Setting a property on 'value' in 'set' auto-property on class property

I have two classes that need to know about each other.

In my example, I am using a House with Rooms.

The House needs to know about the Rooms, and the Rooms need to know about the House.

I currently have a setup where I do something similar to this in my mapping:

var house = new House();
var room = new Room(house);
house.Rooms.Add(room);

By doing this, I am linking the House to the Room and the Room to the House.

I was wondering, is it bad practice to do the following?

private House house;
public House House
{
    get
    {
        return house;
    }
    set
    {
        house = value;
        value.Rooms.Add(this);
    }
}

This way, whenever a room is created, it will automatically be added to the houses list of rooms.

If this is bad practice, what other alternatives do I have?

Thanks.


Edit. (Reasoning)

The reason I am doing this is because I am creating multiple types of output objects, and these different output objects require different answers.

The calculations I am doing can take a lot of time, so I want them to only calculate what they need to.

By having the two classes aware of each other, I am about to call a property on Room which needs input from House, and it will only get calculated when I actually need it.

Eg

public class Room {
    public House House { get; set; }
    public double Size { get; set; }

    public double GetSizePercent() 
    {
         return Size / House.TotalSize;
    }
}

In my real world application, there are a lot more properties that would be accessed from the House class, in this example, and other classes would also need to know about House.TotalSize.

Also, on House, I may need to iterate over all of the Rooms that belong to it to perform other calculations.

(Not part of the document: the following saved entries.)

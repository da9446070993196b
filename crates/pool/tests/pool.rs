//! Connection pool against a live in-process target

use std::sync::Arc;
use std::time::Duration;

use kvparity_core::{Endpoint, Error, Operation, OperationSpec};
use kvparity_pool::{Connection, ConnectionPool, PoolConfig};
use kvparity_testing::{MemoryServer, ServerOptions};
use kvparity_wire::Frame;

fn fast_config() -> PoolConfig {
    PoolConfig::default()
        .with_max_connections(2)
        .with_backoff(Duration::from_millis(5), Duration::from_millis(20))
        .with_op_timeout(Duration::from_secs(2))
}

fn set(seq: u64, db: u16, key: &str, value: &str) -> OperationSpec {
    OperationSpec {
        seq,
        db,
        key: key.to_string(),
        op: Operation::Set {
            value: value.to_string(),
        },
    }
}

fn append(seq: u64, key: &str, value: &str) -> OperationSpec {
    OperationSpec {
        seq,
        db: 0,
        key: key.to_string(),
        op: Operation::Append {
            value: value.to_string(),
        },
    }
}

#[tokio::test]
async fn test_handshake_negotiates_resp3() {
    let server = MemoryServer::start().await.unwrap();
    let pool = ConnectionPool::connect(&[server.endpoint()], fast_config())
        .await
        .unwrap();
    let target = &pool.targets()[0];
    assert_eq!(target.protocol(), 3);
    assert_eq!(target.capabilities().server.as_deref(), Some("kvparity-memory"));
    assert_eq!(target.capabilities().flag("mode"), Some("standalone"));
}

#[tokio::test]
async fn test_handshake_falls_back_to_resp2() {
    let server = MemoryServer::start_with(ServerOptions {
        hello: false,
        ..ServerOptions::default()
    })
    .await
    .unwrap();
    let (mut conn, caps) = Connection::open(&server.endpoint(), &fast_config())
        .await
        .unwrap();
    assert_eq!(caps.protocol, 2);
    assert_eq!(conn.protocol(), 2);
    conn.ping().await.unwrap();
}

#[tokio::test]
async fn test_select_is_tracked() {
    let server = MemoryServer::start().await.unwrap();
    let (mut conn, _) = Connection::open(&server.endpoint(), &fast_config())
        .await
        .unwrap();
    conn.execute(&set(0, 2, "k", "v")).await.unwrap();
    assert_eq!(conn.db(), 2);
    assert_eq!(server.dbsize(2), 1);
    assert_eq!(server.dbsize(0), 0);
}

#[tokio::test]
async fn test_error_reply_is_protocol_error() {
    let server = MemoryServer::start().await.unwrap();
    server.command(&["RPUSH", "l", "a"]);
    let pool = ConnectionPool::connect(&[server.endpoint()], fast_config())
        .await
        .unwrap();
    let mut conn = pool.acquire(&pool.targets()[0]).await.unwrap();
    let err = conn.execute(&append(0, "l", "x")).await.unwrap_err();
    assert!(matches!(err, Error::Protocol { .. }));
    assert!(!err.is_retryable());
}

#[tokio::test]
async fn test_acquire_blocks_at_bound() {
    let server = MemoryServer::start().await.unwrap();
    let pool = ConnectionPool::connect(&[server.endpoint()], fast_config())
        .await
        .unwrap();
    let target = pool.targets()[0].clone();

    let first = pool.acquire(&target).await.unwrap();
    let second = pool.acquire(&target).await.unwrap();
    assert_eq!(pool.pools()[0].available(), 0);

    let blocked = tokio::time::timeout(Duration::from_millis(50), pool.acquire(&target)).await;
    assert!(blocked.is_err());

    pool.release(first);
    let third = tokio::time::timeout(Duration::from_secs(1), pool.acquire(&target))
        .await
        .unwrap()
        .unwrap();
    drop(second);
    drop(third);
    assert_eq!(pool.pools()[0].available(), 2);
    assert_eq!(pool.pools()[0].idle_count(), 2);
}

#[tokio::test]
async fn test_lost_reply_is_retried_on_new_connection() {
    let server = MemoryServer::start().await.unwrap();
    let pool = ConnectionPool::connect(&[server.endpoint()], fast_config())
        .await
        .unwrap();
    let mut conn = pool.acquire(&pool.targets()[0]).await.unwrap();

    server.drop_next_replies(1);
    conn.execute(&set(0, 0, "k", "v")).await.unwrap();
    assert_eq!(server.command(&["GET", "k"]), Frame::bulk("v"));
}

#[tokio::test]
async fn test_retries_exhausted_reports_attempts() {
    let server = MemoryServer::start().await.unwrap();
    let config = fast_config().with_max_retries(2);
    let pool = ConnectionPool::connect(&[server.endpoint()], config)
        .await
        .unwrap();
    let mut conn = pool.acquire(&pool.targets()[0]).await.unwrap();

    server.drop_next_replies(10);
    let err = conn.execute(&set(0, 0, "k", "v")).await.unwrap_err();
    match err {
        Error::Connectivity { attempts, .. } => assert_eq!(attempts, 3),
        other => panic!("Wrong error variant: {:?}", other),
    }
    drop(conn);
    assert_eq!(pool.pools()[0].idle_count(), 0);
}

#[tokio::test]
async fn test_unreachable_target_fails_after_retries() {
    let listener = std::net::TcpListener::bind("127.0.0.1:0").unwrap();
    let port = listener.local_addr().unwrap().port();
    drop(listener);

    let config = fast_config().with_max_retries(1);
    let err = ConnectionPool::connect(&[Endpoint::localhost(port)], config)
        .await
        .unwrap_err();
    assert!(matches!(err, Error::Connectivity { attempts: 2, .. }));
}

#[tokio::test]
async fn test_broadcast_preserves_same_key_order() {
    let a = MemoryServer::start().await.unwrap();
    let b = MemoryServer::start().await.unwrap();
    let pool = ConnectionPool::connect(&[a.endpoint(), b.endpoint()], fast_config())
        .await
        .unwrap();

    let mut batch = Vec::new();
    for i in 0..200u64 {
        let key = format!("kp:{}", i % 7);
        batch.push(append(i, &key, &format!("{},", i)));
    }
    let results = pool.broadcast(&batch).await;
    assert_eq!(results.len(), 2);
    for result in &results {
        assert_eq!(*result.outcome.as_ref().unwrap(), 200);
    }

    for k in 0..7u64 {
        let key = format!("kp:{}", k);
        let expected: String = (0..200u64)
            .filter(|i| i % 7 == k)
            .map(|i| format!("{},", i))
            .collect();
        assert_eq!(a.command(&["GET", key.as_str()]), Frame::bulk(expected.clone()));
        assert_eq!(b.command(&["GET", key.as_str()]), Frame::bulk(expected));
    }
}

#[tokio::test]
async fn test_broadcast_reports_failing_target() {
    let a = MemoryServer::start().await.unwrap();
    let b = MemoryServer::start().await.unwrap();
    b.command(&["RPUSH", "kp:1", "x"]);
    let pool = Arc::new(
        ConnectionPool::connect(&[a.endpoint(), b.endpoint()], fast_config())
            .await
            .unwrap(),
    );

    let results = pool.broadcast(&[append(0, "kp:1", "v")]).await;
    assert!(results[0].outcome.is_ok());
    assert!(matches!(results[1].outcome, Err(Error::Protocol { .. })));
    assert_eq!(results[1].target.endpoint(), &b.endpoint());
}

#[tokio::test]
async fn test_reopen_rejects_protocol_downgrade() {
    let server = MemoryServer::start().await.unwrap();
    let pool = ConnectionPool::connect(&[server.endpoint()], fast_config())
        .await
        .unwrap();
    assert_eq!(pool.targets()[0].protocol(), 3);
    let mut conn = pool.acquire(&pool.targets()[0]).await.unwrap();
    conn.execute(&set(0, 0, "k", "v")).await.unwrap();

    server.set_hello(false);
    server.drop_next_replies(1);
    let err = conn.execute(&set(1, 0, "k", "w")).await.unwrap_err();
    assert!(matches!(err, Error::Protocol { .. }), "{:?}", err);
    assert!(!err.is_retryable());
}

I hope this is clear, if not, I can try elaborate more.

Thanks again.

I would consider using a side-effect of setting the House property for adding it the collection to be a bad practice. A property setter should set the property. Causing it to do something unrelated, such as adding the object to a collection, makes for very unreadable code when someone else is trying to follow it later.

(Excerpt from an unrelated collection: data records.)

//! Identical workloads produce identical keyspaces

use crate::common::*;

#[tokio::test]
async fn acceptance_run_compares_equal() {
    let servers = start_targets(2).await;
    let seeder = seeder_for(&servers, acceptance_config()).await;

    let report = seeder.run(0.1).await.unwrap();
    assert!(report.converged(), "{}", report);
    assert!(report.metric.live_keys >= 900);

    let a = seeder.capture(&servers[0].endpoint()).await.unwrap();
    let b = seeder.capture(&servers[1].endpoint()).await.unwrap();
    let diff = seeder.compare_report(a, b).await.unwrap();
    assert!(diff.is_consistent(), "{}", diff);
    assert_eq!(diff.keys_compared, servers[0].dbsize(0));
    assert!(seeder
        .snapshot(a)
        .unwrap()
        .entries
        .values()
        .all(|s| s.value_type != ValueType::Json));
}

#[tokio::test]
async fn capture_without_writes_is_idempotent() {
    let servers = start_targets(1).await;
    let seeder = seeder_for(&servers, small_config(200)).await;
    seeder.run(0.1).await.unwrap();

    let first = seeder.capture(&servers[0].endpoint()).await.unwrap();
    let second = seeder.capture(&servers[0].endpoint()).await.unwrap();
    assert!(seeder.compare(first, second).await.unwrap());
    assert_eq!(
        seeder.snapshot(first).unwrap().digest(),
        seeder.snapshot(second).unwrap().digest()
    );
}

#[tokio::test]
async fn resp2_and_resp3_targets_agree() {
    let resp3 = MemoryServer::start().await.unwrap();
    let resp2 = MemoryServer::start_with(ServerOptions {
        hello: false,
        ..ServerOptions::default()
    })
    .await
    .unwrap();
    let mut config = small_config(300);
    config.workload.unsupported_types.clear();
    let seeder = Seeder::connect(&[resp3.endpoint(), resp2.endpoint()], config)
        .await
        .unwrap();
    let protocols: Vec<u8> = seeder.targets().iter().map(|t| t.protocol()).collect();
    assert_eq!(protocols, vec![3, 2]);

    seeder.run(0.1).await.unwrap();
    let a = seeder.capture(&resp3.endpoint()).await.unwrap();
    let b = seeder.capture(&resp2.endpoint()).await.unwrap();
    let diff = seeder.compare_report(a, b).await.unwrap();
    assert!(diff.is_consistent(), "{}", diff);
}

#[tokio::test]
async fn separate_seeders_with_one_seed_agree() {
    let servers = start_targets(2).await;
    let config = small_config(250);

    let first = seeder_for(&servers[..1], config.clone()).await;
    first.run(0.1).await.unwrap();
    let second = seeder_for(&servers[1..], config).await;
    second.run(0.1).await.unwrap();

    let handle = second.capture(&servers[1].endpoint()).await.unwrap();
    assert!(second
        .compare_with_target(handle, &servers[0].endpoint())
        .await
        .unwrap());
}

#[tokio::test]
async fn multiple_databases_agree() {
    let servers = start_targets(3).await;
    let mut config = small_config(400);
    config.workload = config.workload.with_dbcount(4);
    let seeder = seeder_for(&servers, config).await;
    seeder.run(0.1).await.unwrap();

    let reference = seeder.capture(&servers[0].endpoint()).await.unwrap();
    for server in &servers[1..] {
        assert!(seeder
            .compare_with_target(reference, &server.endpoint())
            .await
            .unwrap());
    }
    let dbs: std::collections::BTreeSet<u16> = seeder
        .snapshot(reference)
        .unwrap()
        .entries
        .keys()
        .map(|k| k.db)
        .collect();
    assert_eq!(dbs.len(), 4);
}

I would do something like this:

public class House {
    public House() {        
        Rooms = new List<Room>();
    }
    public Room CreateRoom() {
        Room result = new Room(this);
        Rooms.Add(result);
        return result;
    }
    public List<Room> Rooms { get; private set; }

    public class Room { 
        public Room(House house) {
            this.House = house;
        }
        public House { get; private set; }  
    }
}

Typically, I would also want to prevent code from using my class incorrectly-- such as creating a room linked to a House but forgetting to add it to Rooms, or adding it to Rooms but setting the House property incorrectly. To fix that, I would implement something like this:

public class House {
    private List<Room> rooms;
    public House() {
        rooms = new List<Room>();
        Rooms = new ReadOnlyList<Room>(rooms);
    }
    public Room CreateRoom() {
        Room result = ((IRoomFactory)Room.Factory.Instance).Create(this);
        rooms.Add(result);
        return result;
    }
    public ReadOnlyList<Room> Rooms { get; private set; }

    private interface IRoomFactory {
        Room Create(House house);
    }

    public class Room { 
        public class Factory : IRoomFactory {
            public static readonly Factory Instance = new Factory();
            Room IRoomFactory.Create (House house) {
                return new Room(house);
            }
        }
        private Room(House house) {
            this.House = house;
        }
        public House { get; private set; }  
    }
}

Then, when you want to add a room to your house, you would simply call

var house = new House();
var room = house.CreateRoom();

Now you can't create a room from anywhere outside the House class, nor can you add rooms to the Rooms collection of the class from outside. The only way to do either is from within House, and it takes care of the linking and adding all at once through the CreateRoom() method.

This is bad practice and I highly recommend against it. Always try to have objects point only in one direction of dependency to each other. There are really efficient ways to make this work but as for having both objects aware of each other I would suggest against it. If you agree, which you may not, then add a little more code showing why the room needs to know about the house and vice-versa and I'll give you code formatted as simple as possible in the way I feel you would appreciate.